You're thinking of Haskell. F# was modelled after OCaml, which doesn't attract monad transformer stacks, and doesn't have a zoo of compiler extensions.
Well, they aren't actually compiler extensions but pre processor extensions (PPX).
And I would really like if OCaml would have had the possibility to add the needed PPXs names to the source file (like Haskell's compiler extensions). So as to not have to read the Dune (or whatever build system is used) file to get to know where `foo%bar` or `[@@foo]` is coming from and what is doing. But at least the usage of `ppxlib` nowadays should make PPXs "compose" aka. not stamping on each other's feet.

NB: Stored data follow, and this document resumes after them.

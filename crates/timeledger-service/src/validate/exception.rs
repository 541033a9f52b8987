//! Exception validation: lead time, target rule and kind-specific fields.

use chrono::{DateTime, Days, NaiveDate, Utc};

use timeledger_calendar::error::{CalendarError, CalendarResult};
use timeledger_calendar::model::{
    Center, ExceptionKind, ExceptionStatus, ScheduleException, ScheduleRule,
};
use timeledger_calendar::value::{CenterSettings, TimeSlot};
use timeledger_db::repository::{ListFilter, Page, Repository};

use crate::error::{ServiceError, ServiceResult};

/// ## Summary
/// First date an exception created on `today` may target.
#[must_use]
pub fn earliest_exception_date(today: NaiveDate, settings: &CenterSettings) -> NaiveDate {
    today
        .checked_add_days(Days::new(u64::from(settings.lead_days())))
        .unwrap_or(NaiveDate::MAX)
}

/// ## Summary
/// Rejects exception dates inside the center's lead time.
///
/// ## Errors
/// Returns `CalendarError::LeadTimeViolated`.
pub fn check_lead_time(
    date: NaiveDate,
    today: NaiveDate,
    settings: &CenterSettings,
) -> CalendarResult<()> {
    let earliest = earliest_exception_date(today, settings);
    if date < earliest {
        return Err(CalendarError::LeadTimeViolated {
            date,
            earliest,
            lead_days: settings.lead_days(),
        });
    }
    Ok(())
}

/// ## Summary
/// Rejects new exceptions for a rule once its lock time has passed. A rule
/// without a lock time never locks.
///
/// ## Errors
/// Returns `CalendarError::RuleLocked` when `now` is after the lock time.
pub fn check_rule_lock(rule: &ScheduleRule, now: DateTime<Utc>) -> CalendarResult<()> {
    match rule.lock_at {
        Some(lock_at) if rule.is_locked_at(now) => Err(CalendarError::RuleLocked {
            rule_id: rule.id,
            lock_at,
        }),
        _ => Ok(()),
    }
}

fn invalid(exception: &ScheduleException, reason: &str) -> CalendarError {
    CalendarError::Validation(format!(
        "{} exception on {} {reason}",
        exception.kind.as_str(),
        exception.date
    ))
}

/// ## Summary
/// Checks an exception's fields against its kind and target rule.
///
/// `rule` is the rule named by `exception.rule_id`, or `None` when it does
/// not exist.
///
/// ## Errors
/// Returns `CalendarError::Validation` when:
/// - an `ADHOC` names a rule or lacks start, end or room
/// - any other kind has no rule, or a rule of another center or offering
/// - the rule does not fire on the exception date
/// - a `MOVE` replaces nothing or yields an empty slot
/// - a `SUBSTITUTE` has no teacher
///
/// Returns `CalendarError::Value` for an invalid recurrence.
pub fn validate_exception(
    exception: &ScheduleException,
    rule: Option<&ScheduleRule>,
) -> CalendarResult<()> {
    if let Some(recurrence) = &exception.recurrence {
        recurrence.validate()?;
    }

    if exception.is_adhoc() {
        if exception.rule_id.is_some() {
            return Err(invalid(exception, "must not target a rule"));
        }
        let (Some(start), Some(end), Some(_room)) =
            (exception.start_time, exception.end_time, exception.room_id)
        else {
            return Err(invalid(exception, "needs a start time, end time and room"));
        };
        if !TimeSlot::new(start, end).is_valid() {
            return Err(invalid(exception, "starts at or after its end"));
        }
        return Ok(());
    }

    let Some(rule_id) = exception.rule_id else {
        return Err(invalid(exception, "must target a rule"));
    };
    let Some(rule) = rule.filter(|rule| rule.id == rule_id) else {
        return Err(invalid(exception, &format!("targets unknown rule {rule_id}")));
    };
    if rule.center_id != exception.center_id || rule.offering_id != exception.offering_id {
        return Err(invalid(
            exception,
            &format!("does not match the center and offering of rule {rule_id}"),
        ));
    }
    if !rule.fires_on(exception.date) {
        return Err(invalid(
            exception,
            &format!("falls on a date rule {rule_id} does not fire"),
        ));
    }

    match exception.kind {
        ExceptionKind::Move => {
            if !exception.has_move_fields() {
                return Err(invalid(exception, "replaces neither time nor room"));
            }
            let slot = TimeSlot::new(
                exception.start_time.unwrap_or(rule.start_time),
                exception.end_time.unwrap_or(rule.end_time),
            );
            if !slot.is_valid() {
                return Err(invalid(exception, "starts at or after its end"));
            }
        }
        ExceptionKind::Substitute if exception.teacher_id.is_none() => {
            return Err(invalid(exception, "needs a substitute teacher"));
        }
        ExceptionKind::Cancel | ExceptionKind::Substitute | ExceptionKind::Adhoc => {}
    }

    Ok(())
}

const fn is_live(status: ExceptionStatus) -> bool {
    matches!(status, ExceptionStatus::Pending | ExceptionStatus::Approved)
}

/// ## Summary
/// Validates and stores a new exception for `center`.
///
/// `today` is the center-local date the request is made on and `now` the
/// instant checked against the rule's lock time.
///
/// ## Errors
/// Returns `LeadTimeViolated` for dates inside the lead time, `RuleLocked`
/// once the target rule stopped accepting exceptions, a validation
/// error for invalid fields or when a pending or approved exception already
/// covers the same rule and date, or the repository's error.
#[tracing::instrument(skip_all, fields(center_id = center.id, date = %exception.date))]
pub async fn create_exception(
    rules: &dyn Repository<ScheduleRule>,
    exceptions: &dyn Repository<ScheduleException>,
    center: &Center,
    exception: ScheduleException,
    today: NaiveDate,
    now: DateTime<Utc>,
) -> ServiceResult<ScheduleException> {
    if exception.center_id != center.id {
        return Err(ServiceError::validation(format!(
            "exception belongs to center {}, not {}",
            exception.center_id, center.id
        )));
    }
    check_lead_time(exception.date, today, &center.settings)?;

    let rule = match exception.rule_id {
        Some(rule_id) => rules.get_by_id(rule_id).await?,
        None => None,
    };
    validate_exception(&exception, rule.as_ref())?;
    if let Some(rule) = &rule {
        check_rule_lock(rule, now)?;
    }

    if let Some(rule_id) = exception.rule_id {
        let existing = exceptions
            .list(ListFilter::center(center.id), Page::unbounded())
            .await?;
        if let Some(taken) = existing.iter().find(|other| {
            other.rule_id == Some(rule_id) && other.date == exception.date && is_live(other.status)
        }) {
            return Err(ServiceError::validation(format!(
                "rule {rule_id} already has exception {} on {}",
                taken.id, exception.date
            )));
        }
    }

    Ok(exceptions.create(exception).await?)
}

I haven’t used it for some time but OCaml certainly used to have a zoo of incompatible compiler extensions. Circa 2008 or so I once hit on the brilliant idea of using protobufs to get two mutually incompatible halves of an ocaml program to talk to one another only to find that required yet another compiler extension to work.
I'm pretty sure F# was modeled on both. There are some definite "Haskell-isms" in F#; if nothing else, monads are typically done in something more or less equivalent to the `do` notation (an `async` or `seq` block), for example.
The syntax superficially looks a lot like OCaml, but it doesn't do the cool stuff with OCaml functors and modules; you write it a lot more like Haskell most of the time.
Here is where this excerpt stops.